• [Extracted material]
'''

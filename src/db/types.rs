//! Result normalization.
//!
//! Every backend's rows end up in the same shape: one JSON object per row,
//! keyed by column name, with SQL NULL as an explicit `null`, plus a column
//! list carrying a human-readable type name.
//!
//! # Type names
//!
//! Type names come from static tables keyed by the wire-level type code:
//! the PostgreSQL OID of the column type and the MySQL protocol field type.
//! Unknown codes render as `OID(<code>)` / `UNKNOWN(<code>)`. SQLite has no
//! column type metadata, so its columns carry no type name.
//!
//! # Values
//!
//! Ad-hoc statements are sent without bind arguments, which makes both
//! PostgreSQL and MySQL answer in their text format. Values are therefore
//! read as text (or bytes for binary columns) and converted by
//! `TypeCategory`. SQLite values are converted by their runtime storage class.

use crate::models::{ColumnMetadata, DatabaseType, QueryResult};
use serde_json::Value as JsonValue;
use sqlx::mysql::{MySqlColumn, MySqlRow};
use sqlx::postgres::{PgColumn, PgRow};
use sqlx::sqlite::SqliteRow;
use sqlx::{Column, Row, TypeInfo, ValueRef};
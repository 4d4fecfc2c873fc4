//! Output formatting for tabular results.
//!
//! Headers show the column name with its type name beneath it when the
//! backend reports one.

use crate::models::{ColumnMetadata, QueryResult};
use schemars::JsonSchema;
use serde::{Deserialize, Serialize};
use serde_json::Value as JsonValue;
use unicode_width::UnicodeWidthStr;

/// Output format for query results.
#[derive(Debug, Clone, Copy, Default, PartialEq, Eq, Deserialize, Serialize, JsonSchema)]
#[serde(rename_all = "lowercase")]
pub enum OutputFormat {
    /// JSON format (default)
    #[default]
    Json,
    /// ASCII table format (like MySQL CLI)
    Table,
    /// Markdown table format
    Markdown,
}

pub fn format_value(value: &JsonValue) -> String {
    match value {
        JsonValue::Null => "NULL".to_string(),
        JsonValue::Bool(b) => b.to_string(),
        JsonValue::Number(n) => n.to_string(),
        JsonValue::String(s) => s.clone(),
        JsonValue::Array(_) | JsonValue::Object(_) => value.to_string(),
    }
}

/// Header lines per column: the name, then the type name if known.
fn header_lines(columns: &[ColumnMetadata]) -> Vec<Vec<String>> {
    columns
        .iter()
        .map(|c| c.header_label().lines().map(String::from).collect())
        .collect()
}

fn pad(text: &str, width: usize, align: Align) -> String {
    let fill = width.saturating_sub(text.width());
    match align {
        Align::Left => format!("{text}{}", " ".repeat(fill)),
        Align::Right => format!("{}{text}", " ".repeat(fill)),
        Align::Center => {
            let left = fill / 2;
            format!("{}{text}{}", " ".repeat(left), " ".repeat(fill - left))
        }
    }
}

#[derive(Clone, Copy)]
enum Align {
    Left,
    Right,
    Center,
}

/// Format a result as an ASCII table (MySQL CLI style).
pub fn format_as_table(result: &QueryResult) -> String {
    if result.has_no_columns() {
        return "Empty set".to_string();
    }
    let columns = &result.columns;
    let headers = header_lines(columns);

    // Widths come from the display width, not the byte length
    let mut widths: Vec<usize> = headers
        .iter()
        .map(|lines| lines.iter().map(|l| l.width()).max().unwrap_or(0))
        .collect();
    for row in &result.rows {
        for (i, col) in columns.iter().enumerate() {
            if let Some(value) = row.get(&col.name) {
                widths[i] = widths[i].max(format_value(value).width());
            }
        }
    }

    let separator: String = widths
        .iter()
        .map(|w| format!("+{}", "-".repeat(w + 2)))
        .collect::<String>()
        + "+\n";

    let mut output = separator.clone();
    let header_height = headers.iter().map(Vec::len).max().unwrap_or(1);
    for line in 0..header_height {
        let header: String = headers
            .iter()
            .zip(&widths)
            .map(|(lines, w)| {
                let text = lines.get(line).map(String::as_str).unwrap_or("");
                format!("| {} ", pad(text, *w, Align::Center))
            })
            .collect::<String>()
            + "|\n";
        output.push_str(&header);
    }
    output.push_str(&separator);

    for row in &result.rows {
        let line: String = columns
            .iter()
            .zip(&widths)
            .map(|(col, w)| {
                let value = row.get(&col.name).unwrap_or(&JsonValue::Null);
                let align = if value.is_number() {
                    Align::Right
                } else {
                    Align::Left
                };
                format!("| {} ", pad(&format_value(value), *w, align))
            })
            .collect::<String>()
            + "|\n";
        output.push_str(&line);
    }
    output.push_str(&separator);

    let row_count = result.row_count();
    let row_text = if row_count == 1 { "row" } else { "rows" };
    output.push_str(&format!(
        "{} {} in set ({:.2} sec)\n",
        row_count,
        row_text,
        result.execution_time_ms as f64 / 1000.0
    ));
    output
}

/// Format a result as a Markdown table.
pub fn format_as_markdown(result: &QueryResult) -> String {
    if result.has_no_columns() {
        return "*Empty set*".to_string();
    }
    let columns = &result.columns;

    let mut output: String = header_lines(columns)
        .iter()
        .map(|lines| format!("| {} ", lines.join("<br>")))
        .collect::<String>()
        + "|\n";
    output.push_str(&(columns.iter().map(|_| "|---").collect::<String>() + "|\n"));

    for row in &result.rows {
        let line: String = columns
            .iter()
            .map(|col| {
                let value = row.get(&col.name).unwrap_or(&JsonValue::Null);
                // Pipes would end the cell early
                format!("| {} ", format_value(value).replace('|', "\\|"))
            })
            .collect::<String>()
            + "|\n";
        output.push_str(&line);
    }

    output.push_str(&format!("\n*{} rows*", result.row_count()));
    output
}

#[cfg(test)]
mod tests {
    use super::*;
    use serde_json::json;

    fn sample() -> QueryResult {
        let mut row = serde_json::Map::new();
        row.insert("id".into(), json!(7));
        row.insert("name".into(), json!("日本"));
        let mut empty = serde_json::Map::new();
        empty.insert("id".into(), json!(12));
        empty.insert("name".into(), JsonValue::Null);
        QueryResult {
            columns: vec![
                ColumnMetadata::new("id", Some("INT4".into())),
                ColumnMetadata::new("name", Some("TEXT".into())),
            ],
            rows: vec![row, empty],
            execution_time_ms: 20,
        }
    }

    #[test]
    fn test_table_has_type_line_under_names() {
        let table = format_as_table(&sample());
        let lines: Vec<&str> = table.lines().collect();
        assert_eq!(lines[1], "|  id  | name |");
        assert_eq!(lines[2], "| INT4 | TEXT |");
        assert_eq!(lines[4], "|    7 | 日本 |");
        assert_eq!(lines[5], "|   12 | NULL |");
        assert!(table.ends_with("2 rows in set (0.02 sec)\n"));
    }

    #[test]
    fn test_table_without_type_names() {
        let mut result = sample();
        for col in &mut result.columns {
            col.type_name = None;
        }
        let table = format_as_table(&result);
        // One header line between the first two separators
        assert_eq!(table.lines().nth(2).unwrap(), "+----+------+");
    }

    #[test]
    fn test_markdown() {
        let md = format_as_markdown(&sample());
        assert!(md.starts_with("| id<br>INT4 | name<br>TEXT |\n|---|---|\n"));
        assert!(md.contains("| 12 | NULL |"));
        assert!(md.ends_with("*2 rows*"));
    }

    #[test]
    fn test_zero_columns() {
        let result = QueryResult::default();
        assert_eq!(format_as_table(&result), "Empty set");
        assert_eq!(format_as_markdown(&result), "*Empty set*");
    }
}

'''

• [Work request]
Using the listing above, show every line that includes the string "Deserialize".

• [Output of the task]
use serde::{Deserialize, Serialize};
#[derive(Debug, Clone, Copy, Default, PartialEq, Eq, Deserialize, Serialize, JsonSchema)]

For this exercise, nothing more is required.